С Виталием Кальпиди мы – хотя у него свой круг
– мы были очень дружны. Был, правда, эпизод в жизни, когда мы не виделись много
лет и не разговаривали с ним, не общались – из-за Анненского – он мне тогда
сказал недоброе очень.

Ну а потом прошло время, и мы пришли на какое-то выступление
– Кальпиди читал стихи – издательство «Молодая гвардия» приезжало с молодыми
работать. Он был весь в белом – в белых брюках, в белой рубашке какой-то совершенно
роскошной, джинсовой – и читал какой-то невероятной красоты стихи. И мы не могли
удержаться, подошли к нему, позвали в гости, и он уже тоже пошел, и снова стал
у нас бывать. Это было в Союзе писателей, год, наверное, 86-й или 87-й уже,
в самом начале перестройки. Это были невероятные стихи – я не помню, какие именно,
но они меня оглушили, это были очень хорошие стихи. Мне и прежде нравились,
мне всегда стихи Кальпиди нравились, но тут они меня просто потрясли.
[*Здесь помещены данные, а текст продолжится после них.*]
//! # HTTP Request Handlers Module
//!
//! 영역별 actix-web 핸들러입니다. 핸들러는 얇게 유지합니다.
//!
//! 1. 추출자로 호출자(`AuthenticatedUser` / `OptionalUser`), 경로, 쿼리, 본문을 받고
//! 2. 요청 DTO를 `validator`로 검증한 뒤
//! 3. 싱글톤 서비스(`XService::instance()`)에 위임하고
//! 4. 결과를 JSON으로 돌려줍니다. 실패는 `AppError`가 상태 코드로 바꿉니다.
//!
//! ```rust,ignore
//! #[post("")]
//! pub async fn create_course(
//!     auth: AuthenticatedUser,
//!     payload: web::Json<CourseRequest>,
//! ) -> Result<HttpResponse, AppError> {
//!     payload.validate().map_err(validation_error)?;
//!     let response = CourseService::instance().create(&auth, payload.into_inner()).await?;
//!     Ok(HttpResponse::Created().json(response))
//! }
//! ```
//!
//! 모든 핸들러에는 `#[utoipa::path]`가 붙어 있고 [`crate::docs::ApiDoc`]이 이를 모읍니다.
//! 스코프와 미들웨어 구성은 [`crate::routes`]에 있습니다.

pub mod users;
pub mod courses;
pub mod quizzes;
pub mod jobs;
pub mod commerce;
pub mod social;
pub mod content;
pub mod activity;
pub mod admin;
pub mod media;
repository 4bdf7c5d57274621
use std::sync::Arc;
use mongodb::{bson::{doc, oid::ObjectId, Document}, options::IndexOptions, IndexModel};
use crate::{
    caching::redis::RedisClient,
    core::registry::Repository,
    db::Database,
    domain::entities::jobs::job::Job,
};
use singleton_macro::repository;
use crate::core::errors::{db_error, AppError};
use crate::domain::dto::common::{PaginatedResponse, PaginationQuery};
use crate::repositories::common::{contains_ignore_case, find_all, find_page, inserted_object_id};

#[repository(name = "job", collection = "jobs")]
pub struct JobRepository {
    db: Arc<Database>,
    redis: Arc<RedisClient>,
}

impl JobRepository {
    pub async fn find_by_id(&self, id: &ObjectId) -> Result<Option<Job>, AppError> {
        self.collection::<Job>()
            .find_one(doc! { "_id": *id })
            .await
            .map_err(db_error)
    }

    pub async fn get(&self, id: &ObjectId) -> Result<Job, AppError> {
        self.find_by_id(id)
            .await?
            .ok_or_else(|| AppError::NotFound("채용공고를 찾을 수 없습니다".to_string()))
    }

    pub async fn create(&self, mut job: Job) -> Result<Job, AppError> {
        let result = self.collection::<Job>()
            .insert_one(&job)
            .await
            .map_err(db_error)?;

        job.id = Some(inserted_object_id(&result)?);
        Ok(job)
    }

    pub async fn save(&self, job: &Job) -> Result<(), AppError> {
        let id = job.id
            .ok_or_else(|| AppError::InternalError("저장되지 않은 채용공고입니다".to_string()))?;

        self.collection::<Job>()
            .replace_one(doc! { "_id": id }, job)
            .await
            .map_err(db_error)?;

        Ok(())
    }

    pub async fn delete(&self, id: &ObjectId) -> Result<bool, AppError> {
        let result = self.collection::<Job>()
            .delete_one(doc! { "_id": *id })
            .await
            .map_err(db_error)?;

        Ok(result.deleted_count > 0)
    }

    pub async fn list(&self, filter: Document, page: &PaginationQuery) -> Result<PaginatedResponse<Job>, AppError> {
        find_page(&self.collection::<Job>(), filter, doc! { "created_at": -1 }, page).await
    }

    /// 모집 중인 공고의 제목/회사/설명 부분 일치
    pub async fn search_active(&self, term: &str, limit: i64) -> Result<Vec<Job>, AppError> {
        let pattern = contains_ignore_case(term);
        let filter = doc! {
            "is_active": true,
            "$or": [
                { "title": pattern.clone() },
                { "company": pattern.clone() },
                { "description": pattern },
            ]
        };

        find_all(&self.collection::<Job>(), filter, doc! { "created_at": -1 }, Some(limit)).await
    }

    pub async fn count(&self, filter: Document) -> Result<u64, AppError> {
        self.collection::<Job>()
            .count_documents(filter)
            .await
            .map_err(db_error)
    }

    pub async fn create_indexes(&self) -> Result<(), AppError> {
        let active_index = IndexModel::builder()
            .keys(doc! { "is_active": 1, "created_at": -1 })
            .options(IndexOptions::builder()
                .name("active_created_at".to_string())
                .build())
            .build();

        let poster_index = IndexModel::builder()
            .keys(doc! { "posted_by": 1 })
            .options(IndexOptions::builder()
                .name("posted_by".to_string())
                .build())
            .build();

        self.collection::<Job>()
            .create_indexes([active_index, poster_index])
            .await
            .map_err(db_error)?;

        Ok(())
    }
}
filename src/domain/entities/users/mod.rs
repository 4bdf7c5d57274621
pub mod user;
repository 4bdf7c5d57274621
//! # Configuration Module
//!
//! 환경 변수 기반 설정값을 중앙에서 관리합니다.
//! 설정값은 필요한 시점에 읽으며, 개발 환경에서 안전한 기본값을 제공합니다.
//!
//! ## 모듈 구성
//!
//! - [`data_config`] - 실행 환경, 서버 바인딩, Rate Limiting, 페이지네이션
//! - [`auth_config`] - Clerk 세션 토큰 검증
//! - [`bunny_config`] - Bunny.net Storage / Stream
//!
//! ## 필수 환경 변수 (프로덕션)
//!
//! ```bash
//! export MONGODB_URI="mongodb+srv://..."
//! export DATABASE_NAME="learnhub"
//! export REDIS_URL="redis://..."
//! export CLERK_JWT_PUBLIC_KEY="-----BEGIN PUBLIC KEY-----..."
//! export BUNNY_STORAGE_ZONE="..."
//! export BUNNY_STORAGE_API_KEY="..."
//! export BUNNY_STREAM_LIBRARY_ID="..."
//! export BUNNY_STREAM_API_KEY="..."
//! ```
//!
//! ## 선택적 환경 변수
//!
//! ```bash
//! export ENVIRONMENT="production"   # development, test, staging, production
//! export HOST="0.0.0.0"
//! export PORT="8080"
//! export SERVER_WORKERS="4"
//! export RATE_LIMIT_PER_SECOND="100"
//! export RATE_LIMIT_BURST_SIZE="200"
//! export CORS_ALLOWED_ORIGINS="https://app.example.com"
//! export MEDIA_MAX_UPLOAD_MB="100"
//! ```

pub mod data_config;
pub mod auth_config;
pub mod bunny_config;

pub use data_config::*;
pub use auth_config::*;
pub use bunny_config::*;
//! Clerk 세션 토큰 인증 미들웨어
//!
//! 스코프 단위로 적용하며, 검증된 호출자를 Request Extensions에 넣어
//! 핸들러가 `AuthenticatedUser` / `OptionalUser` 추출자로 꺼내 쓰게 합니다.

use std::future::{ready, Ready};
use std::rc::Rc;

use actix_web::{
    dev::{Service, ServiceRequest, ServiceResponse, Transform},
    Error, Result,
    body::EitherBody,
};
use crate::domain::models::auth::{AuthMode, RequiredRole};
use crate::middlewares::auth_inner::AuthMiddlewareService;

pub struct AuthMiddleware {
    mode: AuthMode,
    required_role: Option<RequiredRole>,
}

impl AuthMiddleware {
    pub fn new(mode: AuthMode) -> Self {
        Self {
            mode,
            required_role: None,
        }
    }

    /// 토큰 필수 (없으면 401)
    pub fn required() -> Self {
        Self::new(AuthMode::Required)
    }

    /// 토큰 선택 (있으면 검증, 없으면 익명)
    pub fn optional() -> Self {
        Self::new(AuthMode::Optional)
    }

    /// 토큰 필수 + `admin` 역할 (부족하면 403)
    pub fn admin() -> Self {
        Self {
            mode: AuthMode::Required,
            required_role: Some(RequiredRole::admin()),
        }
    }
}

impl<S, B> Transform<S, ServiceRequest> for AuthMiddleware
where
    S: Service<ServiceRequest, Response = ServiceResponse<B>, Error = Error> + 'static,
    S::Future: 'static,
    B: 'static,
{
    type Response = ServiceResponse<EitherBody<B>>;
    type Error = Error;
    type Transform = AuthMiddlewareService<S>;
    type InitError = ();
    type Future = Ready<Result<Self::Transform, Self::InitError>>;

    fn new_transform(&self, service: S) -> Self::Future {
        ready(Ok(AuthMiddlewareService {
            service: Rc::new(service),
            mode: self.mode,
            required_role: self.required_role.clone(),
        }))
    }
}

#[cfg(test)]
mod tests {
    use super::*;
    use actix_web::{get, test, App, HttpResponse};
    use actix_web::http::StatusCode;
    use crate::domain::models::auth::OptionalUser;

    #[get("/ping")]
    async fn ping(user: OptionalUser) -> HttpResponse {
        HttpResponse::Ok().json(serde_json::json!({ "signed_in": user.0.is_some() }))
    }

    #[actix_web::test]
    async fn test_required_without_header_is_401() {
        let app = test::init_service(
            App::new().service(actix_web::web::scope("/api").wrap(AuthMiddleware::required()).service(ping))
        ).await;

        let req = test::TestRequest::get().uri("/api/ping").to_request();
        let resp = test::call_service(&app, req).await;

        assert_eq!(resp.status(), StatusCode::UNAUTHORIZED);
        let body: serde_json::Value = test::read_body_json(resp).await;
        assert!(body["error"].is_string());
    }

    #[actix_web::test]
    async fn test_malformed_header_is_401() {
        let app = test::init_service(
            App::new().service(actix_web::web::scope("/api").wrap(AuthMiddleware::admin()).service(ping))
        ).await;

        let req = test::TestRequest::get()
            .uri("/api/ping")
            .insert_header(("Authorization", "Basic Zm9vOmJhcg=="))
            .to_request();
        let resp = test::call_service(&app, req).await;

        assert_eq!(resp.status(), StatusCode::UNAUTHORIZED);
    }

    #[actix_web::test]
    async fn test_optional_without_header_passes() {
        let app = test::init_service(
            App::new().service(actix_web::web::scope("/api").wrap(AuthMiddleware::optional()).service(ping))
        ).await;

        let req = test::TestRequest::get().uri("/api/ping").to_request();
        let resp = test::call_service(&app, req).await;

        assert_eq!(resp.status(), StatusCode::OK);
        let body: serde_json::Value = test::read_body_json(resp).await;
        assert_eq!(body["signed_in"], false);
    }
}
Мы пошли
к нам, выпили, стали снова дружить, и мы долго очень дружили. Привезет вот целый
диван вещей – Вера, говорит, послала – все новые вещи какие-то, девочкам, пиджаки,
плащи, еще что-то... Никогда без палки колбасы не приходил. А потом опять было,
да... Когда он меня «городской сумасшедшей» назвал [8].
Было время, когда он приезжал часто и каждый
день к нам приходил, и у меня есть целая повесть, которая называется «Скоропись
духа», которая вся состоит из разговоров с Кальпиди – «разговоры о высоком».
Т.е. – какое-то семейное событие, а вечером приходит Кальпиди, и – «разговоры
с Кальпиди о высоком» – как он это событие трактует – и необычно, и всегда чудесно.
А потом он назвал меня «городской сумасшедшей», и мы опять как-то сдержанно
очень общались. Ну, потом и это я простила. Я вообще, помню, после «городской
сумасшедшей» не хотела с ним общаться – я не спала несколько дней и вообще была
в шоке: зачем он так со мной поступил? Ну а потом... Я вот недавно прочитала
книгу Штерна о Бродском – я легко могу представить себе Бродского, потому что
я хорошо знаю Кальпиди. С одной стороны, человек абсолютно гениальный, с другой
стороны, с такими заскоками, которые обижают близких, друзей. Ну, некуда деваться.
Такие гении. Надо прощать им. Ахматова прощала Мандельштаму. Слава сказал: «Давай
я поеду, Кальпиди морду побью» – после «городской сумасшедшей». Я говорю: «Ахматова
никого не нанимала и не посылала морду набить Осе, когда он ее назвал «столпницей
на паркете». Все только писала: Ося, Ося, гениальный». Такие отношения среди
поэтов. Мир, где искусство, он такой и есть. Вообще мир такой и есть. Мир этот
грешен, идеалов нигде нет. Все было, и любовь такая, и ссоры, и чего только
нет.
21.03.2002 (Пермь)
[7] Приемная дочь, героиня «Романа воспитания».
[8] «Несовременные записки». 1997. № 4.